(Extracted data entries)
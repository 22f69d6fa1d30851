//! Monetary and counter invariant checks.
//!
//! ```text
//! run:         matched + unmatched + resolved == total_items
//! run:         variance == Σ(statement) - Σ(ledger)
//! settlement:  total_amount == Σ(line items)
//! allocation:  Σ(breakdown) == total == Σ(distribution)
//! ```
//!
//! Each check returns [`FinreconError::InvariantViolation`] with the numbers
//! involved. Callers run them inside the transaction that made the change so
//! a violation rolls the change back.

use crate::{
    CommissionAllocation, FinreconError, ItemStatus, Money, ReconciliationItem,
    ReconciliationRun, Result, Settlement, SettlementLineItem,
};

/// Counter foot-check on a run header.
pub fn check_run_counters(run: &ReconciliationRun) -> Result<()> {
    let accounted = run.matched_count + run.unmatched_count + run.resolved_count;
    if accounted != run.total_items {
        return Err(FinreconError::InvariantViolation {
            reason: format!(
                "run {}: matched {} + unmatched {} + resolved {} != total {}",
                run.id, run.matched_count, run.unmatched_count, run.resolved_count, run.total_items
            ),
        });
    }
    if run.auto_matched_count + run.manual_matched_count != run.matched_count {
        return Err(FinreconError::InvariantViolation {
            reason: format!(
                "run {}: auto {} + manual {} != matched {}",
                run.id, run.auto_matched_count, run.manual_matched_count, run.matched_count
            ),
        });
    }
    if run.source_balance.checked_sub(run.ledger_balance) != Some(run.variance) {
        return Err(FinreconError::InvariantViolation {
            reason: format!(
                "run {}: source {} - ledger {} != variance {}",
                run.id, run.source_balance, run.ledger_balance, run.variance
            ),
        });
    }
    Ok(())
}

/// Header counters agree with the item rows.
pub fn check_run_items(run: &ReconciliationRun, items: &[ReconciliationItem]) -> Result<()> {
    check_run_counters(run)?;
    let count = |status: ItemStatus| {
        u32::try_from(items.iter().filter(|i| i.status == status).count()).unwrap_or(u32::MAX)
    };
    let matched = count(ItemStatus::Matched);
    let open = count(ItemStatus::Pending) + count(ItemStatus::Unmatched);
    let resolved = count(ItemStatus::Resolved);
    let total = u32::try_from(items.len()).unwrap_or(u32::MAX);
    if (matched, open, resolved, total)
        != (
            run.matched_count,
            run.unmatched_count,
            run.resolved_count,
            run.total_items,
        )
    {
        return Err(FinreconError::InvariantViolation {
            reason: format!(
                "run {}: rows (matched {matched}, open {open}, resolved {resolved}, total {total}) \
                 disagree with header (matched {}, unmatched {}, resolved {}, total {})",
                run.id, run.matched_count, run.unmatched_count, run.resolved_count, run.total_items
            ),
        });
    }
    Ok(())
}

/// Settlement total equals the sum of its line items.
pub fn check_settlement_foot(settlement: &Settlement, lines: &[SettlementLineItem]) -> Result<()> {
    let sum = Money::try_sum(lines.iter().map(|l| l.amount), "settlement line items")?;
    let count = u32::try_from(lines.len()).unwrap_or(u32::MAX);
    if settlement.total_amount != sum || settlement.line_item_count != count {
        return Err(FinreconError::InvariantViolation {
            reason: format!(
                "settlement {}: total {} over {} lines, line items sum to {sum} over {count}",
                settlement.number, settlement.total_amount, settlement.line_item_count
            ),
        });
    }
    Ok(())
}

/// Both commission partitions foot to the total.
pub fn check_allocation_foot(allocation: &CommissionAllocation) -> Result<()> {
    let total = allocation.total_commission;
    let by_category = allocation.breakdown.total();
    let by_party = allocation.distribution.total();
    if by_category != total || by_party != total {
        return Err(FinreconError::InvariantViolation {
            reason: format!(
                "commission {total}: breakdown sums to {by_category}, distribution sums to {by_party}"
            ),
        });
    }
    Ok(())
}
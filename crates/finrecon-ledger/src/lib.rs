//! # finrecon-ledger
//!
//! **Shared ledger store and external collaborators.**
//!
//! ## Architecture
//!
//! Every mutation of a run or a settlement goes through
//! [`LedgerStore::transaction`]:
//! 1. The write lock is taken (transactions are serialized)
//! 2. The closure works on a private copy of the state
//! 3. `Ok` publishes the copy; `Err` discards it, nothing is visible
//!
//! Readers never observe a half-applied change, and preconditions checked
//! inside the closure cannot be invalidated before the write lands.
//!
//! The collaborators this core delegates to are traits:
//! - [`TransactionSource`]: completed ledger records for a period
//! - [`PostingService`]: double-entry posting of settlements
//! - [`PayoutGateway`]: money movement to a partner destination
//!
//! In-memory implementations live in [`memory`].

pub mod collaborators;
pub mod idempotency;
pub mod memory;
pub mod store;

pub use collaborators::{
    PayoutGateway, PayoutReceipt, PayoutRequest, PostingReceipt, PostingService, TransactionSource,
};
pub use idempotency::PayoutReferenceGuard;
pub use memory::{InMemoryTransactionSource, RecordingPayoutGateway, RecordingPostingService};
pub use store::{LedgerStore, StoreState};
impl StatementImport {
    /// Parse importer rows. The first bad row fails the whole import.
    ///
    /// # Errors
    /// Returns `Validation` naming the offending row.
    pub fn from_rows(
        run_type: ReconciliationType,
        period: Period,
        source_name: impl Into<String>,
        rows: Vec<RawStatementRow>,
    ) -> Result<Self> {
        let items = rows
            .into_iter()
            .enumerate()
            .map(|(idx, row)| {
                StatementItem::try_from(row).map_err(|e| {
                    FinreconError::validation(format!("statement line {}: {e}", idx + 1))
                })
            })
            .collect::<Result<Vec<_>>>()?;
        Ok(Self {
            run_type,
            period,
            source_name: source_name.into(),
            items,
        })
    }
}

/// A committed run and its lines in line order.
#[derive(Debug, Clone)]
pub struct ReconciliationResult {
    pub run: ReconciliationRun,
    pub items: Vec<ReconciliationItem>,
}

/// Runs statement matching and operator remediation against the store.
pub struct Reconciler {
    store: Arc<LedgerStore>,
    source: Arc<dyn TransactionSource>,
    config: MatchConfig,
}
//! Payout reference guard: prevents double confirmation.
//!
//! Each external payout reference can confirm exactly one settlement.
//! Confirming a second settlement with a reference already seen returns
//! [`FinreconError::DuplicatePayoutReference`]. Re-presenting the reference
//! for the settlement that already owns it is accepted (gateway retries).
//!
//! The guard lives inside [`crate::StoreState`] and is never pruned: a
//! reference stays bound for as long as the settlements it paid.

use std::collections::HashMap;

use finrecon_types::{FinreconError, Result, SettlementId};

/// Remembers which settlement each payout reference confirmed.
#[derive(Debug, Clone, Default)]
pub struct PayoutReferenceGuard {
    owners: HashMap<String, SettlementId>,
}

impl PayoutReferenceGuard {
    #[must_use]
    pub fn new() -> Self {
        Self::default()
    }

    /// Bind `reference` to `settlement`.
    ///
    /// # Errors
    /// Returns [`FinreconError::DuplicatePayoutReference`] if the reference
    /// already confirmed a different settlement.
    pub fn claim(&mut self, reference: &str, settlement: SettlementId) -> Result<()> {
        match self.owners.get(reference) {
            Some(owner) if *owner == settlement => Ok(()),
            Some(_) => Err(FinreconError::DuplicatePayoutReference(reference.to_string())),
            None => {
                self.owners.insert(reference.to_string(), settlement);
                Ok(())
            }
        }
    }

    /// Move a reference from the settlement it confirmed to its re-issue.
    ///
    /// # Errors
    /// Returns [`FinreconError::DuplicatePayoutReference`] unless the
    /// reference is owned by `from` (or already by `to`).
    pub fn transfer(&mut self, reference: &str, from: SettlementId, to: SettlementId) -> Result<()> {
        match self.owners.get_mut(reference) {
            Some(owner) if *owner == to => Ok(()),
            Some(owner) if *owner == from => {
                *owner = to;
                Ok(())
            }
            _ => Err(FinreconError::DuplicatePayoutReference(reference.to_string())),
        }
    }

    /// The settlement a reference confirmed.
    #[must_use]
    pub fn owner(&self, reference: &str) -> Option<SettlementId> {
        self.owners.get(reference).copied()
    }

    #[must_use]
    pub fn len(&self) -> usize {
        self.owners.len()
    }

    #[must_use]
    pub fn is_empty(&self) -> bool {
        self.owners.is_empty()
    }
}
* * *
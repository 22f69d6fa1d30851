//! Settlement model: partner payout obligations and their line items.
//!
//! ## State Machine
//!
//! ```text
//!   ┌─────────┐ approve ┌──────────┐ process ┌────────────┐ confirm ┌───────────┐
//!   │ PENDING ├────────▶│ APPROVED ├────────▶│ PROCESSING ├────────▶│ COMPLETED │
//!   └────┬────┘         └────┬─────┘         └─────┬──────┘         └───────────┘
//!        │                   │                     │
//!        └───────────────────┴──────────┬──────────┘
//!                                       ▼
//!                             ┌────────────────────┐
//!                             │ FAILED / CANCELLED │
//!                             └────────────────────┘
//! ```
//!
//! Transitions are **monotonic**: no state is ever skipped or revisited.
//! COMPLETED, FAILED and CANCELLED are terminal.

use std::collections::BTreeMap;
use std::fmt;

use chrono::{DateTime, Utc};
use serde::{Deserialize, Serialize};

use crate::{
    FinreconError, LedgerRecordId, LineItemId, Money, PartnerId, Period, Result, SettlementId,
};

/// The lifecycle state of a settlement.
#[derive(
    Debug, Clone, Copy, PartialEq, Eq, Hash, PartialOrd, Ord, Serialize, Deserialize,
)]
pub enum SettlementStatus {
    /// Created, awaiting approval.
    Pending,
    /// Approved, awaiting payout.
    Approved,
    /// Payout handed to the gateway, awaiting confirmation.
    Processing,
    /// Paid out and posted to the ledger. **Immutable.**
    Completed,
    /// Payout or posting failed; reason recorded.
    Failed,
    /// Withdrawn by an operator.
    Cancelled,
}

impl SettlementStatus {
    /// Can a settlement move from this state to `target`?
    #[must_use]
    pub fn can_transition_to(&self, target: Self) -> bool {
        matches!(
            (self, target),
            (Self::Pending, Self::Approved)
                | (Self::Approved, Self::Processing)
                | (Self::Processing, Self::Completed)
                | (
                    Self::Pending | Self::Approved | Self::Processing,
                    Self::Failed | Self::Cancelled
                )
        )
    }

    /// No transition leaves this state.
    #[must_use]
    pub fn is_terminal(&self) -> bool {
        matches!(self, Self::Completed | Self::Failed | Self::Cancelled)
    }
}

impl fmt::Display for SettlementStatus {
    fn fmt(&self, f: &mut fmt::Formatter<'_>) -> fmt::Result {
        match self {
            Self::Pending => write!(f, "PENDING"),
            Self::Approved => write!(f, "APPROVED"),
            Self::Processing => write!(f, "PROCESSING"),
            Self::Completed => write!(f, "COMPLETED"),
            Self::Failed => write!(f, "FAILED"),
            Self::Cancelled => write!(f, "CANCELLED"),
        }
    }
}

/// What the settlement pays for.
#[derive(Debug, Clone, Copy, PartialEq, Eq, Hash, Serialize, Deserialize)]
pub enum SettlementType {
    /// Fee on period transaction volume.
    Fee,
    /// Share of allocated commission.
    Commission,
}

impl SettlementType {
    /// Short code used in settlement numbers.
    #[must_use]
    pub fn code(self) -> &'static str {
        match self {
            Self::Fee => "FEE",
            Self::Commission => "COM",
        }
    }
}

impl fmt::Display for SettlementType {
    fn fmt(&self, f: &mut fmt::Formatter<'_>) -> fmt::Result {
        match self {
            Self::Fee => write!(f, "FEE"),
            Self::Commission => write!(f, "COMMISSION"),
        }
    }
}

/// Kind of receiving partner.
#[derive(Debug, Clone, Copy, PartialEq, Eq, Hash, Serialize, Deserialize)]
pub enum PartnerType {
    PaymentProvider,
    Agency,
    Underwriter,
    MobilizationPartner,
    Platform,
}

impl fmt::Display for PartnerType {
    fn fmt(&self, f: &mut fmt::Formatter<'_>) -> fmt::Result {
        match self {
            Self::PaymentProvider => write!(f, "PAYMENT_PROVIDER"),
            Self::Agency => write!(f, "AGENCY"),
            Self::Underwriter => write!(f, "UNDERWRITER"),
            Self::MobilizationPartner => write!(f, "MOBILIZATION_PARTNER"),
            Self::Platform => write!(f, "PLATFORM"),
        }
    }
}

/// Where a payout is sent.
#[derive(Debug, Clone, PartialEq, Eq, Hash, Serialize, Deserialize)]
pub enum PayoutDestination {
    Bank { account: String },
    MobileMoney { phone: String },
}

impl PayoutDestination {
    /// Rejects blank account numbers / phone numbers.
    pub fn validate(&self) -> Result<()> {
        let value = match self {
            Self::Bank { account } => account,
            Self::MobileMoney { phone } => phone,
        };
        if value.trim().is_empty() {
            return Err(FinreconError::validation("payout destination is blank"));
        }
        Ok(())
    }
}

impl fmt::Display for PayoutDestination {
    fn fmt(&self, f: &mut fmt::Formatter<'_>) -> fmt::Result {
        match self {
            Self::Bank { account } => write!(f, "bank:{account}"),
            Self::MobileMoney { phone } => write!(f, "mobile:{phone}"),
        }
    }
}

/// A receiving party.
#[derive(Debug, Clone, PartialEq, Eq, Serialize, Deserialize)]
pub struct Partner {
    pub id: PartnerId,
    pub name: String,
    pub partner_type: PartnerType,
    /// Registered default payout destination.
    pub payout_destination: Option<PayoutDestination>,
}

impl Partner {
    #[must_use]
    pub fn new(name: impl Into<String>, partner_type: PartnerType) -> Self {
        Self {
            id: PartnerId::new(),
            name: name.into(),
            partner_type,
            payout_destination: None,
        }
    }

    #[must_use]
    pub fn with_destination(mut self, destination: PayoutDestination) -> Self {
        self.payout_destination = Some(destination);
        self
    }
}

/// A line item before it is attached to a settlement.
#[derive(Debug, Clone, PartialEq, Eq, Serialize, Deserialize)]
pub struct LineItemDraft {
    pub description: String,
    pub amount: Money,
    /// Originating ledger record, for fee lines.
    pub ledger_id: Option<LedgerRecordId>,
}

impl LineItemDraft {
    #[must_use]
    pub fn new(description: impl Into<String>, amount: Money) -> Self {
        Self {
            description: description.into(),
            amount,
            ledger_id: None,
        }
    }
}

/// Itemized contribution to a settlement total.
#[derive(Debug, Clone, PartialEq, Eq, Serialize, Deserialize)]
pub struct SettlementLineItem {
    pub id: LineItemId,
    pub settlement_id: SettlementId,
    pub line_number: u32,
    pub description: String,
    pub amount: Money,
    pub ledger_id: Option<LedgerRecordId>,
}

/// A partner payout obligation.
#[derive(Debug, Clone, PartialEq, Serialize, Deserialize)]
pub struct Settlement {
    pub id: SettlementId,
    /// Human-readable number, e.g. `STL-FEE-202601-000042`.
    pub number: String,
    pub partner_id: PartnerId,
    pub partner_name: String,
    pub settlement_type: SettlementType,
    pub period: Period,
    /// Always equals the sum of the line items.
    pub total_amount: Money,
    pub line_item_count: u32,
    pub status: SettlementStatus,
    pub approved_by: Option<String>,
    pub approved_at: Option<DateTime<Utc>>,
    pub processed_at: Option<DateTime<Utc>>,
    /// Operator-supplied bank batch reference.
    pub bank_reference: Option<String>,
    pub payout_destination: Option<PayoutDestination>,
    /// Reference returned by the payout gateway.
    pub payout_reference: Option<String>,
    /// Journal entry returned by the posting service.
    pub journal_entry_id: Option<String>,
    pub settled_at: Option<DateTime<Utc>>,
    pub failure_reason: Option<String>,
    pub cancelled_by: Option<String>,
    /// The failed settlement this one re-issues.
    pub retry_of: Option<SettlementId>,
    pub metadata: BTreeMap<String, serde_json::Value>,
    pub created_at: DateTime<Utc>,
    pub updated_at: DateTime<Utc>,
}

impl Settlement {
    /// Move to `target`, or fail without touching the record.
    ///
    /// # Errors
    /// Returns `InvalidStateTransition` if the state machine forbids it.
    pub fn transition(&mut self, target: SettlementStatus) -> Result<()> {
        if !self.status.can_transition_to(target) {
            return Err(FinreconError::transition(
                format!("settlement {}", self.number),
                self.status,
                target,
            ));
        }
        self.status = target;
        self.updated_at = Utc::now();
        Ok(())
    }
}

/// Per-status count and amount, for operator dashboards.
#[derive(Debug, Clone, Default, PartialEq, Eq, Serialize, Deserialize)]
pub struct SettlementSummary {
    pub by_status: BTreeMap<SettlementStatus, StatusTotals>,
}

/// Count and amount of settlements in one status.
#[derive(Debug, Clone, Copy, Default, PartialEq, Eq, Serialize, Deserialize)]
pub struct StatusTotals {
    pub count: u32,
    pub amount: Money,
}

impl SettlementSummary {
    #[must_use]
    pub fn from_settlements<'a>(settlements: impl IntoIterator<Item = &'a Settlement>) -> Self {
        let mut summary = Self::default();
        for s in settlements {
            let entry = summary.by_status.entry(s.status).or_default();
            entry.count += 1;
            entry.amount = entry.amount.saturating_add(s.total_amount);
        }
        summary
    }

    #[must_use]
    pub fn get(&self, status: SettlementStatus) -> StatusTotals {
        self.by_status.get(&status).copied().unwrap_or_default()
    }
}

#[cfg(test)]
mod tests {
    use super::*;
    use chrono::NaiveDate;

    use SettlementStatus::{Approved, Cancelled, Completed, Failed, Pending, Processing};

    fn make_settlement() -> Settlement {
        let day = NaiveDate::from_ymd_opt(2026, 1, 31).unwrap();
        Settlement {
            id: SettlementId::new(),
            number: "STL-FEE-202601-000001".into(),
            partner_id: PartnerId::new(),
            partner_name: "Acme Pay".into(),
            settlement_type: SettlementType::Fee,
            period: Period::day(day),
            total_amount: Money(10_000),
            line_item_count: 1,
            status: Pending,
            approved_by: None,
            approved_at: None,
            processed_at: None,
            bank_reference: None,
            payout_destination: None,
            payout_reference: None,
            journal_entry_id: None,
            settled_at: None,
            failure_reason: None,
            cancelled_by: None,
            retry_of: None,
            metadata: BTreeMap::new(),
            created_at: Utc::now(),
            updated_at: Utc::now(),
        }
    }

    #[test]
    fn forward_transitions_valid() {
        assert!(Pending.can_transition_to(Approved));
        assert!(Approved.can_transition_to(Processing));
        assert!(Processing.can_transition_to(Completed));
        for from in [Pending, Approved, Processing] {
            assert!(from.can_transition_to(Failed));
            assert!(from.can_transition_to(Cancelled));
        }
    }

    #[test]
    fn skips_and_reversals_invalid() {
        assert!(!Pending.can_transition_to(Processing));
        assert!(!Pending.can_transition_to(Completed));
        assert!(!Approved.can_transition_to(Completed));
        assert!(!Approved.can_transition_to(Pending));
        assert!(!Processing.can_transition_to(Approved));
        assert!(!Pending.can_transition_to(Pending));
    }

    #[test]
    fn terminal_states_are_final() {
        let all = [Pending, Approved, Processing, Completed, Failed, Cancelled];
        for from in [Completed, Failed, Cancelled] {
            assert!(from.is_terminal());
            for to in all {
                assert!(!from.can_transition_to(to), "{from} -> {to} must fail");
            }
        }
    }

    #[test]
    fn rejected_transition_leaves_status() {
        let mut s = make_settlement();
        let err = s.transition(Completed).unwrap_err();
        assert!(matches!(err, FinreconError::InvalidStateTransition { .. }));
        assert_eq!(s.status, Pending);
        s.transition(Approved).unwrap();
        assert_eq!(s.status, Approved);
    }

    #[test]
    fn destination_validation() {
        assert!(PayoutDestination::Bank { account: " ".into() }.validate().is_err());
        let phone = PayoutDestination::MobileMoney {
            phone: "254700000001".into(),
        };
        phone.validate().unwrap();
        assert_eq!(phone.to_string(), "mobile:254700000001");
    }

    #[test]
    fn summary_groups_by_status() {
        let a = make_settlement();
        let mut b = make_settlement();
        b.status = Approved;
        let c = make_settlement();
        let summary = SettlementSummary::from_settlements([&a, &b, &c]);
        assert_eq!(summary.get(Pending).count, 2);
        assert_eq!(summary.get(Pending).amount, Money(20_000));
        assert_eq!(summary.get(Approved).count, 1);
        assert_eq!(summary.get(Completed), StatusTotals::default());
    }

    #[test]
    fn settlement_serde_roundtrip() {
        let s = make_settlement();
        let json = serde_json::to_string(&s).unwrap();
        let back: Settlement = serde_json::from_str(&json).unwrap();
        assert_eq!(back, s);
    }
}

§ Exercise directions
Pull every line containing "collaborators" out of the records.

§ Solution to this task
//! **Shared ledger store and external collaborators.**
//! The collaborators this core delegates to are traits:
pub mod collaborators;
pub use collaborators::{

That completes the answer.